The General Hospital, so called because illness, old age, and wretchedness chose it for their meeting place, was an enormous building, covering, like all old constructions, a great deal of space, and lodging a very few people. Before the door was a little pent-roof where, when it was fine, the convalescent, and the able-bodied gathered together. In fact, the hospital did not only house those who were sick; it included also poor folks, handed over to public charity, and even guests who for an insignificant capital lived there in a mean fashion, but without care. All that company used to come, at each ray of the sun, to the shade of the pent-roof, and seat themselves on old straw-bottomed chairs. It was the most lively spot in the little town. As we passed, my friend Guyomar and I, we greeted them and received their greeting: for though we were very young, we were already considered as being in Holy Orders. That seemed natural to us: one thing alone excited our surprise. Although we were too inexperienced to see in it anything that might have been inferred from a knowledge of life, there was among the poor folk at the hospital, one person before whom we never passed without a certain astonishment.

This was an old maid of forty-five, wearing on her head a large hood of a shape impossible to classify. Usually she was almost motionless, with a sombre, distracted air, her eyes lustreless and fixed. When she saw us those dead eyes came to life. She followed us with a strange look, sometimes gentle and sad, sometimes hard and almost ferocious. Turning round, we would find her expression cruel and angry. We looked at each other without comprehension. This interrupted our conversation and threw a cloud over our gaiety. She did not make us precisely afraid. She was considered mad: now, madmen in those days were not treated in the cruel way that administrative custom has invented since. Far from shutting them up, they were allowed to wander about all day. The village of Tréguier had usually a great number of madmen: like all dreamy races, who wear themselves out in the pursuit of an ideal, the Bretons of those parts, when they are not sustained by an energetic will, slip too easily into a state intermediate between drunkenness and madness, which is often only the aberrations of an unsatisfied heart.

The madwoman of the General Hospital spoke to nobody.

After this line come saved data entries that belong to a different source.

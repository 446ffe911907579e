use anyhow::{Context, Result};
use serde::{Deserialize, Serialize};
use std::path::{Path, PathBuf};

#[derive(Debug, Clone, Serialize, Deserialize)]
pub struct Config {
    #[serde(default = "default_db_path")]
    pub db_path: PathBuf,

    /// Directory for rolling log files when journald is unavailable.
    #[serde(default)]
    pub log_dir: Option<PathBuf>,

    #[serde(default)]
    pub photos: PhotosConfig,

    #[serde(default)]
    pub oracle: OracleConfig,

    #[serde(default)]
    pub notify: NotifyConfig,

    #[serde(default)]
    pub report: ReportConfig,
}

#[derive(Debug, Clone, Serialize, Deserialize)]
pub struct PhotosConfig {
    /// Where the capture job writes images. `PHOTO_PATH` and `--photos` override it.
    #[serde(default)]
    pub directory: Option<PathBuf>,

    #[serde(default = "default_image_extensions")]
    pub image_extensions: Vec<String>,
}

fn default_image_extensions() -> Vec<String> {
    vec![
        "jpg".to_string(),
        "jpeg".to_string(),
        "png".to_string(),
        "heic".to_string(),
        "webp".to_string(),
    ]
}

impl Default for PhotosConfig {
    fn default() -> Self {
        Self {
            directory: None,
            image_extensions: default_image_extensions(),
        }
    }
}

#[derive(Debug, Clone, Copy, Serialize, Deserialize, Default, PartialEq, Eq)]
#[serde(rename_all = "lowercase")]
pub enum OracleProviderType {
    #[default]
    Gemini,
    OpenAI,
}

#[derive(Debug, Clone, Serialize, Deserialize)]
pub struct OracleConfig {
    #[serde(default)]
    pub provider: OracleProviderType,

    /// Base URL; each provider has its own default.
    #[serde(default)]
    pub endpoint: Option<String>,

    /// Model name; each provider has its own default.
    #[serde(default)]
    pub model: Option<String>,

    #[serde(default)]
    pub api_key: Option<String>,

    #[serde(default = "default_oracle_timeout")]
    pub timeout_secs: u64,

    /// Replaces the built-in instruction prompt.
    #[serde(default)]
    pub prompt: Option<String>,
}

fn default_oracle_timeout() -> u64 {
    120
}

impl OracleProviderType {
    pub fn default_model(&self) -> &'static str {
        match self {
            OracleProviderType::Gemini => "gemini-2.5-flash",
            OracleProviderType::OpenAI => "gpt-4o-mini",
        }
    }
}

impl OracleConfig {
    /// The configured model, or the provider's default.
    pub fn model_name(&self) -> &str {
        self.model
            .as_deref()
            .map(str::trim)
            .filter(|m| !m.is_empty())
            .unwrap_or_else(|| self.provider.default_model())
    }
}

impl Default for OracleConfig {
    fn default() -> Self {
        Self {
            provider: OracleProviderType::default(),
            endpoint: None,
            model: None,
            api_key: None,
            timeout_secs: default_oracle_timeout(),
            prompt: None,
        }
    }
}

#[derive(Debug, Clone, Serialize, Deserialize)]
pub struct NotifyConfig {
    /// General channel: capture notices and errors.
    #[serde(default)]
    pub webhook_url: Option<String>,

    /// Channel for analyses and reports. Falls back to `webhook_url`.
    #[serde(default)]
    pub ai_webhook_url: Option<String>,

    #[serde(default = "default_notify_timeout")]
    pub timeout_secs: u64,
}

fn default_notify_timeout() -> u64 {
    10
}

impl Default for NotifyConfig {
    fn default() -> Self {
        Self {
            webhook_url: None,
            ai_webhook_url: None,
            timeout_secs: default_notify_timeout(),
        }
    }
}

impl NotifyConfig {
    pub fn ai_webhook(&self) -> Option<&str> {
        self.ai_webhook_url
            .as_deref()
            .or(self.webhook_url.as_deref())
    }
}

#[derive(Debug, Clone, Serialize, Deserialize)]
pub struct ReportConfig {
    #[serde(default = "default_chart_path")]
    pub chart_path: PathBuf,

    #[serde(default = "default_chart_width")]
    pub width: u32,

    #[serde(default = "default_chart_height")]
    pub height: u32,

    /// Rows shown by `history` when no window is given.
    #[serde(default = "default_history_limit")]
    pub history_limit: usize,
}

fn default_chart_path() -> PathBuf {
    data_dir().join("plant_score_chart.png")
}

fn default_chart_width() -> u32 {
    1400
}

fn default_chart_height() -> u32 {
    700
}

fn default_history_limit() -> usize {
    30
}

impl Default for ReportConfig {
    fn default() -> Self {
        Self {
            chart_path: default_chart_path(),
            width: default_chart_width(),
            height: default_chart_height(),
            history_limit: default_history_limit(),
        }
    }
}

fn data_dir() -> PathBuf {
    dirs::data_dir()
        .unwrap_or_else(|| PathBuf::from("."))
        .join("plantwatch")
}

fn default_db_path() -> PathBuf {
    data_dir().join("timelapse.db")
}

impl Default for Config {
    fn default() -> Self {
        Self {
            db_path: default_db_path(),
            log_dir: None,
            photos: PhotosConfig::default(),
            oracle: OracleConfig::default(),
            notify: NotifyConfig::default(),
            report: ReportConfig::default(),
        }
    }
}

/// Where a loaded [`Config`] came from.
#[derive(Debug, Clone, PartialEq, Eq)]
pub enum ConfigSource {
    File(PathBuf),
    /// No file at this path; built-in defaults were used.
    Defaults(PathBuf),
}

impl ConfigSource {
    pub fn log(&self) {
        match self {
            ConfigSource::File(path) => tracing::debug!("Loaded config from {:?}", path),
            ConfigSource::Defaults(path) => {
                tracing::warn!("Config file not found at {:?}, using defaults", path)
            }
        }
    }
}

impl Config {
    /// Load from `PLANTWATCH_CONFIG` or the default location, then apply
    /// environment overrides.
    pub fn load() -> Result<(Self, ConfigSource)> {
        Self::load_from(&Self::config_path())
    }

    /// Load from `path`, falling back to defaults when it does not exist, then
    /// apply environment overrides.
    /// The caller logs the returned [`ConfigSource`] once logging is set up.
    pub fn load_from(path: &Path) -> Result<(Self, ConfigSource)> {
        let (mut config, source) = if path.exists() {
            let content = std::fs::read_to_string(path)
                .with_context(|| format!("Failed to read config file {}", path.display()))?;
            let config = toml::from_str::<Config>(&content)
                .with_context(|| format!("Failed to parse config file {}", path.display()))?;
            (config, ConfigSource::File(path.to_path_buf()))
        } else {
            (Config::default(), ConfigSource::Defaults(path.to_path_buf()))
        };
        config.apply_env();
        Ok((config, source))
    }

    pub fn save(&self, path: &Path) -> Result<()> {
        if let Some(parent) = path.parent() {
            std::fs::create_dir_all(parent)?;
        }
        let content = toml::to_string_pretty(self)?;
        std::fs::write(path, content)?;
        Ok(())
    }

    pub fn config_path() -> PathBuf {
        if let Ok(path) = std::env::var("PLANTWATCH_CONFIG") {
            return PathBuf::from(path);
        }

        dirs::config_dir()
            .unwrap_or_else(|| PathBuf::from("."))
            .join("plantwatch")
            .join("config.toml")
    }

    pub fn apply_env(&mut self) {
        self.apply_env_from(|key| std::env::var(key).ok());
    }

    /// Environment values win over the config file. Empty values are ignored.
    pub fn apply_env_from<F>(&mut self, lookup: F)
    where
        F: Fn(&str) -> Option<String>,
    {
        let get = |key: &str| lookup(key).filter(|v| !v.trim().is_empty());

        if let Some(path) = get("PLANTWATCH_DB") {
            self.db_path = expand_home(&path);
        }
        if let Some(path) = get("PHOTO_PATH") {
            self.photos.directory = Some(expand_home(&path));
        }
        if let Some(key) = get("PLANTWATCH_API_KEY").or_else(|| get("GEMINI_API_KEY")) {
            self.oracle.api_key = Some(key);
        }
        if let Some(url) = get("DISCORD_WEBHOOK_URL") {
            self.notify.webhook_url = Some(url);
        }
        if let Some(url) = get("AI_WEBHOOK_URL") {
            self.notify.ai_webhook_url = Some(url);
        }
    }

    /// Photo directory: explicit argument, then `PHOTO_PATH`/config, then `./photos`.
    pub fn photos_dir(&self, cli_override: Option<&Path>) -> PathBuf {
        if let Some(dir) = cli_override {
            return expand_home(&dir.to_string_lossy());
        }
        self.photos
            .directory
            .clone()
            .unwrap_or_else(|| PathBuf::from("photos"))
    }
}

fn expand_home(path: &str) -> PathBuf {
    if let Some(rest) = path.strip_prefix("~/") {
        if let Some(home) = dirs::home_dir() {
            return home.join(rest);
        }
    }
    PathBuf::from(path)
}

#[cfg(test)]
mod tests {
    use super::*;
    use std::collections::HashMap;
    use tempfile::tempdir;

    fn env(pairs: &[(&str, &str)]) -> impl Fn(&str) -> Option<String> {
        let map: HashMap<String, String> = pairs
            .iter()
            .map(|(k, v)| (k.to_string(), v.to_string()))
            .collect();
        move |key| map.get(key).cloned()
    }

    #[test]
    fn test_defaults() {
        let config = Config::default();
        assert_eq!(config.oracle.provider, OracleProviderType::Gemini);
        assert_eq!(config.oracle.timeout_secs, 120);
        assert_eq!(config.notify.timeout_secs, 10);
        assert!(config.photos.image_extensions.contains(&"heic".to_string()));
        assert_eq!(config.photos_dir(None), PathBuf::from("photos"));
    }

    #[test]
    fn test_photos_dir_precedence() {
        let mut config: Config = toml::from_str(
            r#"
            [photos]
            directory = "/from/file"
            "#,
        )
        .unwrap();
        assert_eq!(config.photos_dir(None), PathBuf::from("/from/file"));

        config.apply_env_from(env(&[("PHOTO_PATH", "/from/env")]));
        assert_eq!(config.photos_dir(None), PathBuf::from("/from/env"));

        let cli = PathBuf::from("/from/cli");
        assert_eq!(config.photos_dir(Some(&cli)), cli);
    }

    #[test]
    fn test_credentials_from_env() {
        let mut config = Config::default();
        config.apply_env_from(env(&[
            ("GEMINI_API_KEY", "g-key"),
            ("DISCORD_WEBHOOK_URL", "https://hooks.example/general"),
            ("AI_WEBHOOK_URL", ""),
        ]));
        assert_eq!(config.oracle.api_key.as_deref(), Some("g-key"));
        assert_eq!(
            config.notify.ai_webhook(),
            Some("https://hooks.example/general")
        );
        assert!(config.notify.ai_webhook_url.is_none());
    }

    #[test]
    fn test_unset_credentials_stay_absent() {
        let mut config = Config::default();
        config.apply_env_from(env(&[]));
        assert!(config.oracle.api_key.is_none());
        assert!(config.notify.webhook_url.is_none());
        assert!(config.notify.ai_webhook().is_none());
    }

    #[test]
    fn test_load_missing_file_uses_defaults() {
        let dir = tempdir().unwrap();
        let path = dir.path().join("absent.toml");
        let (config, source) = Config::load_from(&path).unwrap();
        assert_eq!(config.report.history_limit, 30);
        assert_eq!(source, ConfigSource::Defaults(path));
    }

    #[test]
    fn test_load_existing_file_reports_source() {
        let dir = tempdir().unwrap();
        let path = dir.path().join("config.toml");
        std::fs::write(&path, "[report]\nhistory_limit = 12\n").unwrap();

        let (config, source) = Config::load_from(&path).unwrap();
        assert_eq!(config.report.history_limit, 12);
        assert_eq!(source, ConfigSource::File(path));
    }

    #[test]
    fn test_model_defaults_per_provider() {
        let gemini = OracleConfig::default();
        assert_eq!(gemini.model_name(), "gemini-2.5-flash");

        let openai: OracleConfig = toml::from_str(r#"provider = "openai""#).unwrap();
        assert_eq!(openai.model_name(), "gpt-4o-mini");

        let named = OracleConfig {
            provider: OracleProviderType::OpenAI,
            model: Some("llava".to_string()),
            ..Default::default()
        };
        assert_eq!(named.model_name(), "llava");
    }

    #[test]
    fn test_save_and_load() {
        let dir = tempdir().unwrap();
        let path = dir.path().join("conf/config.toml");
        let mut config = Config::default();
        config.oracle.provider = OracleProviderType::OpenAI;
        config.oracle.model = Some("llava".to_string());
        config.save(&path).unwrap();

        let text = std::fs::read_to_string(&path).unwrap();
        let loaded: Config = toml::from_str(&text).unwrap();
        assert_eq!(loaded.oracle.provider, OracleProviderType::OpenAI);
        assert_eq!(loaded.oracle.model_name(), "llava");
    }

    #[test]
    fn test_invalid_toml_is_error() {
        let dir = tempdir().unwrap();
        let path = dir.path().join("config.toml");
        std::fs::write(&path, "db_path = [").unwrap();
        assert!(Config::load_from(&path).is_err());
    }
}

Nobody gave her a thought; her story was evidently forgotten. She never said a single word to us: but her wild haggard eyes affected us profoundly, disturbed us. I have often thought since of this enigma without being able to explain it. I found the key to it eight years ago when my mother, who had reached the age of eight-five without infirmities, was smitten with a cruel illness which slowly undermined her.

My mother belonged by her sentiments and memories altogether to this old world. She spoke Breton admirably, and knew all the sailors’ proverbs, and a crowd of things that to one in the world knows to- day. Everything in her was knit to the people, and her native wit gave a surprising life to the long stories which she told and which she was almost the only one to remember.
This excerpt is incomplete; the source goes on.